▶ [TASK OBJECTIVE]:
Word for word, give every line of the listing again.

▶ [DATA FOR ANALYSIS]:
--------------------------------

//! Event date parsing and the date dimension
//!
//! Source dates are mostly written with Turkish month names (`15 Mayıs 2023`);
//! numeric `dd.mm.yyyy`, `dd/mm/yyyy` and ISO dates also occur.

use crate::aggregate::fold_lower;
use chrono::{Datelike, NaiveDate, Weekday};
use serde::Serialize;

/// Month names as written in the source, with their ASCII spellings
const MONTHS: [(&[&str], u32); 12] = [
    (&["ocak"], 1),
    (&["şubat", "subat"], 2),
    (&["mart"], 3),
    (&["nisan"], 4),
    (&["mayıs", "mayis"], 5),
    (&["haziran"], 6),
    (&["temmuz"], 7),
    (&["ağustos", "agustos"], 8),
    (&["eylül", "eylul"], 9),
    (&["ekim"], 10),
    (&["kasım", "kasim"], 11),
    (&["aralık", "aralik"], 12),
];

const NUMERIC_FORMATS: [&str; 3] = ["%d.%m.%Y", "%d/%m/%Y", "%Y-%m-%d"];

/// Parse an event date; `None` for anything unrecognised
pub fn parse_event_date(text: &str) -> Option<NaiveDate> {
    let text = text.trim();
    if text.is_empty() {
        return None;
    }

    parse_named_month(text).or_else(|| {
        NUMERIC_FORMATS
            .iter()
            .find_map(|format| NaiveDate::parse_from_str(text, format).ok())
    })
}

fn parse_named_month(text: &str) -> Option<NaiveDate> {
    let mut parts = text.split_whitespace();
    let (day, month, year) = (parts.next()?, parts.next()?, parts.next()?);
    if parts.next().is_some() {
        return None;
    }

    let month = month_number(month)?;
    NaiveDate::from_ymd_opt(year.parse().ok()?, month, day.parse().ok()?)
}

fn month_number(name: &str) -> Option<u32> {
    let name = fold_lower(name);
    MONTHS
        .iter()
        .find(|(spellings, _)| spellings.contains(&name.as_str()))
        .map(|&(_, number)| number)
}

/// Meteorological season of a month
#[derive(Debug, Clone, Copy, PartialEq, Eq, Serialize)]
pub enum Season {
    Winter,
    Spring,
    Summer,
    Autumn,
}

impl Season {
    pub fn of_month(month: u32) -> Self {
        match month {
            12 | 1 | 2 => Season::Winter,
            3..=5 => Season::Spring,
            6..=8 => Season::Summer,
            _ => Season::Autumn,
        }
    }

    pub fn label(&self) -> &'static str {
        match self {
            Season::Winter => "Kış",
            Season::Spring => "İlkbahar",
            Season::Summer => "Yaz",
            Season::Autumn => "Sonbahar",
        }
    }
}

/// `YYYYMMDD` integer key for a date
pub fn date_key(date: NaiveDate) -> i32 {
    date.year() * 10_000 + date.month() as i32 * 100 + date.day() as i32
}

/// One row of the date dimension
#[derive(Debug, Clone, PartialEq, Serialize)]
pub struct DateRow {
    pub date_key: i32,
    pub full_date: NaiveDate,
}

impl DateRow {
    pub fn new(full_date: NaiveDate) -> Self {
        Self {
            date_key: date_key(full_date),
            full_date,
        }
    }

    pub fn year(&self) -> i32 {
        self.full_date.year()
    }

    pub fn quarter(&self) -> u32 {
        (self.full_date.month() - 1) / 3 + 1
    }

    pub fn month(&self) -> u32 {
        self.full_date.month()
    }

    pub fn month_name(&self) -> String {
        self.full_date.format("%B").to_string()
    }

    pub fn day(&self) -> u32 {
        self.full_date.day()
    }

    /// Monday = 1 .. Sunday = 7
    pub fn day_of_week(&self) -> u32 {
        self.full_date.weekday().number_from_monday()
    }

    pub fn day_name(&self) -> String {
        self.full_date.format("%A").to_string()
    }

    pub fn is_weekend(&self) -> bool {
        matches!(self.full_date.weekday(), Weekday::Sat | Weekday::Sun)
    }

    pub fn season(&self) -> Season {
        Season::of_month(self.month())
    }
}

/// Distinct dates sorted by key
pub fn build_date_dimension<I>(dates: I) -> Vec<DateRow>
where
    I: IntoIterator<Item = NaiveDate>,
{
    let mut dates: Vec<NaiveDate> = dates.into_iter().collect();
    dates.sort_unstable();
    dates.dedup();
    dates.into_iter().map(DateRow::new).collect()
}

#[cfg(test)]
mod tests {
    use super::*;

    fn ymd(y: i32, m: u32, d: u32) -> NaiveDate {
        NaiveDate::from_ymd_opt(y, m, d).unwrap()
    }

    #[test]
    fn test_turkish_month_names() {
        assert_eq!(parse_event_date("15 Mayıs 2023"), Some(ymd(2023, 5, 15)));
        assert_eq!(parse_event_date(" 3 Ağustos 2019 "), Some(ymd(2019, 8, 3)));
        assert_eq!(parse_event_date("1 Aralık 2020"), Some(ymd(2020, 12, 1)));
        assert_eq!(parse_event_date("28 Subat 2021"), Some(ymd(2021, 2, 28)));
        assert_eq!(parse_event_date("7 EKIM 2022"), Some(ymd(2022, 10, 7)));
        assert_eq!(parse_event_date("15 EKİM 2023"), Some(ymd(2023, 10, 15)));
        assert_eq!(parse_event_date("3 NİSAN 2022"), Some(ymd(2022, 4, 3)));
        assert_eq!(parse_event_date("9 MAYIS 2021"), Some(ymd(2021, 5, 9)));
        assert_eq!(parse_event_date("1 ŞUBAT 2020"), Some(ymd(2020, 2, 1)));
    }

    #[test]
    fn test_numeric_formats() {
        assert_eq!(parse_event_date("15.05.2023"), Some(ymd(2023, 5, 15)));
        assert_eq!(parse_event_date("15/05/2023"), Some(ymd(2023, 5, 15)));
        assert_eq!(parse_event_date("2023-05-15"), Some(ymd(2023, 5, 15)));
    }

    #[test]
    fn test_unrecognised_dates() {
        for text in ["", "Mayıs 2023", "31 Şubat 2023", "15 Foo 2023", "yesterday", "15 Mayıs 2023 10:00"] {
            assert_eq!(parse_event_date(text), None, "{text:?}");
        }
    }

    #[test]
    fn test_date_row_attributes() {
        // 2023-05-13 is a Saturday
        let row = DateRow::new(ymd(2023, 5, 13));
        assert_eq!(row.date_key, 20230513);
        assert_eq!(row.quarter(), 2);
        assert_eq!(row.month_name(), "May");
        assert_eq!(row.day_of_week(), 6);
        assert_eq!(row.day_name(), "Saturday");
        assert!(row.is_weekend());
        assert_eq!(row.season(), Season::Spring);
        assert_eq!(row.season().label(), "İlkbahar");
    }

    #[test]
    fn test_seasons() {
        assert_eq!(Season::of_month(12), Season::Winter);
        assert_eq!(Season::of_month(2), Season::Winter);
        assert_eq!(Season::of_month(7), Season::Summer);
        assert_eq!(Season::of_month(10), Season::Autumn);
    }

    #[test]
    fn test_date_dimension_is_sorted_and_distinct() {
        let rows = build_date_dimension([ymd(2023, 6, 1), ymd(2022, 1, 9), ymd(2023, 6, 1)]);
        let keys: Vec<_> = rows.iter().map(|r| r.date_key).collect();
        assert_eq!(keys, vec![20220109, 20230601]);
    }
}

--------------------------------

▶ [RESPONSE BELOW]:
//! Event date parsing and the date dimension
//!
//! Source dates are mostly written with Turkish month names (`15 Mayıs 2023`);
//! numeric `dd.mm.yyyy`, `dd/mm/yyyy` and ISO dates also occur.

use crate::aggregate::fold_lower;
use chrono::{Datelike, NaiveDate, Weekday};
use serde::Serialize;

/// Month names as written in the source, with their ASCII spellings
const MONTHS: [(&[&str], u32); 12] = [
    (&["ocak"], 1),
    (&["şubat", "subat"], 2),
    (&["mart"], 3),
    (&["nisan"], 4),
    (&["mayıs", "mayis"], 5),
    (&["haziran"], 6),
    (&["temmuz"], 7),
    (&["ağustos", "agustos"], 8),
    (&["eylül", "eylul"], 9),
    (&["ekim"], 10),
    (&["kasım", "kasim"], 11),
    (&["aralık", "aralik"], 12),
];

const NUMERIC_FORMATS: [&str; 3] = ["%d.%m.%Y", "%d/%m/%Y", "%Y-%m-%d"];

/// Parse an event date; `None` for anything unrecognised
pub fn parse_event_date(text: &str) -> Option<NaiveDate> {
    let text = text.trim();
    if text.is_empty() {
        return None;
    }

    parse_named_month(text).or_else(|| {
        NUMERIC_FORMATS
            .iter()
            .find_map(|format| NaiveDate::parse_from_str(text, format).ok())
    })
}

fn parse_named_month(text: &str) -> Option<NaiveDate> {
    let mut parts = text.split_whitespace();
    let (day, month, year) = (parts.next()?, parts.next()?, parts.next()?);
    if parts.next().is_some() {
        return None;
    }

    let month = month_number(month)?;
    NaiveDate::from_ymd_opt(year.parse().ok()?, month, day.parse().ok()?)
}

fn month_number(name: &str) -> Option<u32> {
    let name = fold_lower(name);
    MONTHS
        .iter()
        .find(|(spellings, _)| spellings.contains(&name.as_str()))
        .map(|&(_, number)| number)
}

/// Meteorological season of a month
#[derive(Debug, Clone, Copy, PartialEq, Eq, Serialize)]
pub enum Season {
    Winter,
    Spring,
    Summer,
    Autumn,
}

impl Season {
    pub fn of_month(month: u32) -> Self {
        match month {
            12 | 1 | 2 => Season::Winter,
            3..=5 => Season::Spring,
            6..=8 => Season::Summer,
            _ => Season::Autumn,
        }
    }

    pub fn label(&self) -> &'static str {
        match self {
            Season::Winter => "Kış",
            Season::Spring => "İlkbahar",
            Season::Summer => "Yaz",
            Season::Autumn => "Sonbahar",
        }
    }
}

/// `YYYYMMDD` integer key for a date
pub fn date_key(date: NaiveDate) -> i32 {
    date.year() * 10_000 + date.month() as i32 * 100 + date.day() as i32
}

/// One row of the date dimension
#[derive(Debug, Clone, PartialEq, Serialize)]
pub struct DateRow {
    pub date_key: i32,
    pub full_date: NaiveDate,
}

impl DateRow {
    pub fn new(full_date: NaiveDate) -> Self {
        Self {
            date_key: date_key(full_date),
            full_date,
        }
    }

    pub fn year(&self) -> i32 {
        self.full_date.year()
    }

    pub fn quarter(&self) -> u32 {
        (self.full_date.month() - 1) / 3 + 1
    }

    pub fn month(&self) -> u32 {
        self.full_date.month()
    }

    pub fn month_name(&self) -> String {
        self.full_date.format("%B").to_string()
    }

    pub fn day(&self) -> u32 {
        self.full_date.day()
    }

    /// Monday = 1 .. Sunday = 7
    pub fn day_of_week(&self) -> u32 {
        self.full_date.weekday().number_from_monday()
    }

    pub fn day_name(&self) -> String {
        self.full_date.format("%A").to_string()
    }

    pub fn is_weekend(&self) -> bool {
        matches!(self.full_date.weekday(), Weekday::Sat | Weekday::Sun)
    }

    pub fn season(&self) -> Season {
        Season::of_month(self.month())
    }
}

/// Distinct dates sorted by key
pub fn build_date_dimension<I>(dates: I) -> Vec<DateRow>
where
    I: IntoIterator<Item = NaiveDate>,
{
    let mut dates: Vec<NaiveDate> = dates.into_iter().collect();
    dates.sort_unstable();
    dates.dedup();
    dates.into_iter().map(DateRow::new).collect()
}

#[cfg(test)]
mod tests {
    use super::*;

    fn ymd(y: i32, m: u32, d: u32) -> NaiveDate {
        NaiveDate::from_ymd_opt(y, m, d).unwrap()
    }

    #[test]
    fn test_turkish_month_names() {
        assert_eq!(parse_event_date("15 Mayıs 2023"), Some(ymd(2023, 5, 15)));
        assert_eq!(parse_event_date(" 3 Ağustos 2019 "), Some(ymd(2019, 8, 3)));
        assert_eq!(parse_event_date("1 Aralık 2020"), Some(ymd(2020, 12, 1)));
        assert_eq!(parse_event_date("28 Subat 2021"), Some(ymd(2021, 2, 28)));
        assert_eq!(parse_event_date("7 EKIM 2022"), Some(ymd(2022, 10, 7)));
        assert_eq!(parse_event_date("15 EKİM 2023"), Some(ymd(2023, 10, 15)));
        assert_eq!(parse_event_date("3 NİSAN 2022"), Some(ymd(2022, 4, 3)));
        assert_eq!(parse_event_date("9 MAYIS 2021"), Some(ymd(2021, 5, 9)));
        assert_eq!(parse_event_date("1 ŞUBAT 2020"), Some(ymd(2020, 2, 1)));
    }

    #[test]
    fn test_numeric_formats() {
        assert_eq!(parse_event_date("15.05.2023"), Some(ymd(2023, 5, 15)));
        assert_eq!(parse_event_date("15/05/2023"), Some(ymd(2023, 5, 15)));
        assert_eq!(parse_event_date("2023-05-15"), Some(ymd(2023, 5, 15)));
    }

    #[test]
    fn test_unrecognised_dates() {
        for text in ["", "Mayıs 2023", "31 Şubat 2023", "15 Foo 2023", "yesterday", "15 Mayıs 2023 10:00"] {
            assert_eq!(parse_event_date(text), None, "{text:?}");
        }
    }

    #[test]
    fn test_date_row_attributes() {
        // 2023-05-13 is a Saturday
        let row = DateRow::new(ymd(2023, 5, 13));
        assert_eq!(row.date_key, 20230513);
        assert_eq!(row.quarter(), 2);
        assert_eq!(row.month_name(), "May");
        assert_eq!(row.day_of_week(), 6);
        assert_eq!(row.day_name(), "Saturday");
        assert!(row.is_weekend());
        assert_eq!(row.season(), Season::Spring);
        assert_eq!(row.season().label(), "İlkbahar");
    }

    #[test]
    fn test_seasons() {
        assert_eq!(Season::of_month(12), Season::Winter);
        assert_eq!(Season::of_month(2), Season::Winter);
        assert_eq!(Season::of_month(7), Season::Summer);
        assert_eq!(Season::of_month(10), Season::Autumn);
    }

    #[test]
    fn test_date_dimension_is_sorted_and_distinct() {
        let rows = build_date_dimension([ymd(2023, 6, 1), ymd(2022, 1, 9), ymd(2023, 6, 1)]);
        let keys: Vec<_> = rows.iter().map(|r| r.date_key).collect();
        assert_eq!(keys, vec![20220109, 20230601]);
    }
}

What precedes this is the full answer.